### How to complete this task
Word for word, return the entries listed below.

(Dataset entries)
□ □ □
//! Syntax tree for the traced Python subset.

use std::rc::Rc;

use num_bigint::BigInt;

#[derive(Debug, Clone, PartialEq)]
pub struct Stmt {
    pub line: u32,
    pub kind: StmtKind,
}

#[derive(Debug, Clone, PartialEq)]
pub enum StmtKind {
    Expr(Expr),
    Assign {
        targets: Vec<Expr>,
        value: Expr,
    },
    AugAssign {
        target: Expr,
        op: BinOp,
        value: Expr,
    },
    /// `x: int` declares nothing at runtime; `x: int = 1` assigns.
    AnnAssign {
        target: Expr,
        value: Option<Expr>,
    },
    Return(Option<Expr>),
    If {
        test: Expr,
        body: Vec<Stmt>,
        orelse: Vec<Stmt>,
    },
    While {
        test: Expr,
        body: Vec<Stmt>,
        orelse: Vec<Stmt>,
    },
    For {
        target: Expr,
        iter: Expr,
        body: Vec<Stmt>,
        orelse: Vec<Stmt>,
    },
    Break,
    Continue,
    Pass,
    FunctionDef(Rc<FunctionDef>),
    ClassDef(Rc<ClassDef>),
    Raise(Option<Expr>),
    Assert {
        test: Expr,
        msg: Option<Expr>,
    },
    Try {
        body: Vec<Stmt>,
        handlers: Vec<Handler>,
        orelse: Vec<Stmt>,
        finalbody: Vec<Stmt>,
    },
    Import(Vec<Alias>),
    ImportFrom {
        module: String,
        names: Vec<Alias>,
    },
    Global(Vec<String>),
    Nonlocal(Vec<String>),
    Delete(Vec<Expr>),
}

#[derive(Debug, Clone, PartialEq)]
pub struct Alias {
    pub name: String,
    pub asname: Option<String>,
}

#[derive(Debug, Clone, PartialEq)]
pub struct Handler {
    pub line: u32,
    pub exc_type: Option<Expr>,
    pub name: Option<String>,
    pub body: Vec<Stmt>,
}

#[derive(Debug, Clone, PartialEq)]
pub struct Param {
    pub name: String,
    pub default: Option<Expr>,
}

#[derive(Debug, Clone, PartialEq)]
pub struct FunctionDef {
    pub name: String,
    pub line: u32,
    pub params: Vec<Param>,
    pub body: Vec<Stmt>,
    pub decorators: Vec<Expr>,
}

#[derive(Debug, Clone, PartialEq)]
pub struct ClassDef {
    pub name: String,
    pub line: u32,
    pub bases: Vec<Expr>,
    pub body: Vec<Stmt>,
}

#[derive(Debug, Clone, PartialEq)]
pub enum Const {
    None,
    Bool(bool),
    Int(i64),
    BigInt(BigInt),
    Float(f64),
    Str(Rc<str>),
}

#[derive(Debug, Clone, Copy, PartialEq, Eq)]
pub enum BinOp {
    Add,
    Sub,
    Mul,
    Div,
    FloorDiv,
    Mod,
    Pow,
    BitAnd,
    BitOr,
    BitXor,
    LShift,
    RShift,
}

impl BinOp {
    pub fn symbol(self) -> &'static str {
        match self {
            BinOp::Add => "+",
            BinOp::Sub => "-",
            BinOp::Mul => "*",
            BinOp::Div => "/",
            BinOp::FloorDiv => "//",
            BinOp::Mod => "%",
            BinOp::Pow => "**",
            BinOp::BitAnd => "&",
            BinOp::BitOr => "|",
            BinOp::BitXor => "^",
            BinOp::LShift => "<<",
            BinOp::RShift => ">>",
        }
    }
}

#[derive(Debug, Clone, Copy, PartialEq, Eq)]
pub enum UnaryOp {
    Neg,
    Pos,
    Not,
    Invert,
}

#[derive(Debug, Clone, Copy, PartialEq, Eq)]
pub enum CmpOp {
    Eq,
    NotEq,
    Lt,
    LtE,
    Gt,
    GtE,
    In,
    NotIn,
    Is,
    IsNot,
}

#[derive(Debug, Clone, PartialEq)]
pub struct Comprehension {
    pub target: Expr,
    pub iter: Expr,
    pub ifs: Vec<Expr>,
}

#[derive(Debug, Clone, PartialEq)]
pub enum FStringPart {
    Literal(String),
    Field {
        expr: Expr,
        repr: bool,
        spec: Option<String>,
    },
}

#[derive(Debug, Clone, PartialEq)]
pub enum Expr {
    Const(Const),
    Name(String),
    List(Vec<Expr>),
    Tuple(Vec<Expr>),
    Dict(Vec<(Expr, Expr)>),
    Set(Vec<Expr>),
    BinOp(Box<Expr>, BinOp, Box<Expr>),
    Unary(UnaryOp, Box<Expr>),
    And(Box<Expr>, Box<Expr>),
    Or(Box<Expr>, Box<Expr>),
    Compare {
        left: Box<Expr>,
        ops: Vec<(CmpOp, Expr)>,
    },
    IfExp {
        test: Box<Expr>,
        body: Box<Expr>,
        orelse: Box<Expr>,
    },
    Call {
        func: Box<Expr>,
        args: Vec<Expr>,
        kwargs: Vec<(String, Expr)>,
    },
    Attribute(Box<Expr>, String),
    Subscript(Box<Expr>, Box<Expr>),
    Slice {
        lower: Option<Box<Expr>>,
        upper: Option<Box<Expr>>,
        step: Option<Box<Expr>>,
    },
    Starred(Box<Expr>),
    Lambda(Rc<FunctionDef>),
    ListComp(Box<Expr>, Vec<Comprehension>),
    SetComp(Box<Expr>, Vec<Comprehension>),
    DictComp(Box<Expr>, Box<Expr>, Vec<Comprehension>),
    FString(Vec<FStringPart>),
}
□ □ □
### Result
//! Syntax tree for the traced Python subset.

use std::rc::Rc;

use num_bigint::BigInt;

#[derive(Debug, Clone, PartialEq)]
pub struct Stmt {
    pub line: u32,
    pub kind: StmtKind,
}

#[derive(Debug, Clone, PartialEq)]
pub enum StmtKind {
    Expr(Expr),
    Assign {
        targets: Vec<Expr>,
        value: Expr,
    },
    AugAssign {
        target: Expr,
        op: BinOp,
        value: Expr,
    },
    /// `x: int` declares nothing at runtime; `x: int = 1` assigns.
    AnnAssign {
        target: Expr,
        value: Option<Expr>,
    },
    Return(Option<Expr>),
    If {
        test: Expr,
        body: Vec<Stmt>,
        orelse: Vec<Stmt>,
    },
    While {
        test: Expr,
        body: Vec<Stmt>,
        orelse: Vec<Stmt>,
    },
    For {
        target: Expr,
        iter: Expr,
        body: Vec<Stmt>,
        orelse: Vec<Stmt>,
    },
    Break,
    Continue,
    Pass,
    FunctionDef(Rc<FunctionDef>),
    ClassDef(Rc<ClassDef>),
    Raise(Option<Expr>),
    Assert {
        test: Expr,
        msg: Option<Expr>,
    },
    Try {
        body: Vec<Stmt>,
        handlers: Vec<Handler>,
        orelse: Vec<Stmt>,
        finalbody: Vec<Stmt>,
    },
    Import(Vec<Alias>),
    ImportFrom {
        module: String,
        names: Vec<Alias>,
    },
    Global(Vec<String>),
    Nonlocal(Vec<String>),
    Delete(Vec<Expr>),
}

#[derive(Debug, Clone, PartialEq)]
pub struct Alias {
    pub name: String,
    pub asname: Option<String>,
}

#[derive(Debug, Clone, PartialEq)]
pub struct Handler {
    pub line: u32,
    pub exc_type: Option<Expr>,
    pub name: Option<String>,
    pub body: Vec<Stmt>,
}

#[derive(Debug, Clone, PartialEq)]
pub struct Param {
    pub name: String,
    pub default: Option<Expr>,
}

#[derive(Debug, Clone, PartialEq)]
pub struct FunctionDef {
    pub name: String,
    pub line: u32,
    pub params: Vec<Param>,
    pub body: Vec<Stmt>,
    pub decorators: Vec<Expr>,
}

#[derive(Debug, Clone, PartialEq)]
pub struct ClassDef {
    pub name: String,
    pub line: u32,
    pub bases: Vec<Expr>,
    pub body: Vec<Stmt>,
}

#[derive(Debug, Clone, PartialEq)]
pub enum Const {
    None,
    Bool(bool),
    Int(i64),
    BigInt(BigInt),
    Float(f64),
    Str(Rc<str>),
}

#[derive(Debug, Clone, Copy, PartialEq, Eq)]
pub enum BinOp {
    Add,
    Sub,
    Mul,
    Div,
    FloorDiv,
    Mod,
    Pow,
    BitAnd,
    BitOr,
    BitXor,
    LShift,
    RShift,
}

impl BinOp {
    pub fn symbol(self) -> &'static str {
        match self {
            BinOp::Add => "+",
            BinOp::Sub => "-",
            BinOp::Mul => "*",
            BinOp::Div => "/",
            BinOp::FloorDiv => "//",
            BinOp::Mod => "%",
            BinOp::Pow => "**",
            BinOp::BitAnd => "&",
            BinOp::BitOr => "|",
            BinOp::BitXor => "^",
            BinOp::LShift => "<<",
            BinOp::RShift => ">>",
        }
    }
}

#[derive(Debug, Clone, Copy, PartialEq, Eq)]
pub enum UnaryOp {
    Neg,
    Pos,
    Not,
    Invert,
}

#[derive(Debug, Clone, Copy, PartialEq, Eq)]
pub enum CmpOp {
    Eq,
    NotEq,
    Lt,
    LtE,
    Gt,
    GtE,
    In,
    NotIn,
    Is,
    IsNot,
}

#[derive(Debug, Clone, PartialEq)]
pub struct Comprehension {
    pub target: Expr,
    pub iter: Expr,
    pub ifs: Vec<Expr>,
}

#[derive(Debug, Clone, PartialEq)]
pub enum FStringPart {
    Literal(String),
    Field {
        expr: Expr,
        repr: bool,
        spec: Option<String>,
    },
}

#[derive(Debug, Clone, PartialEq)]
pub enum Expr {
    Const(Const),
    Name(String),
    List(Vec<Expr>),
    Tuple(Vec<Expr>),
    Dict(Vec<(Expr, Expr)>),
    Set(Vec<Expr>),
    BinOp(Box<Expr>, BinOp, Box<Expr>),
    Unary(UnaryOp, Box<Expr>),
    And(Box<Expr>, Box<Expr>),
    Or(Box<Expr>, Box<Expr>),
    Compare {
        left: Box<Expr>,
        ops: Vec<(CmpOp, Expr)>,
    },
    IfExp {
        test: Box<Expr>,
        body: Box<Expr>,
        orelse: Box<Expr>,
    },
    Call {
        func: Box<Expr>,
        args: Vec<Expr>,
        kwargs: Vec<(String, Expr)>,
    },
    Attribute(Box<Expr>, String),
    Subscript(Box<Expr>, Box<Expr>),
    Slice {
        lower: Option<Box<Expr>>,
        upper: Option<Box<Expr>>,
        step: Option<Box<Expr>>,
    },
    Starred(Box<Expr>),
    Lambda(Rc<FunctionDef>),
    ListComp(Box<Expr>, Vec<Comprehension>),
    SetComp(Box<Expr>, Vec<Comprehension>),
    DictComp(Box<Expr>, Box<Expr>, Vec<Comprehension>),
    FString(Vec<FStringPart>),
}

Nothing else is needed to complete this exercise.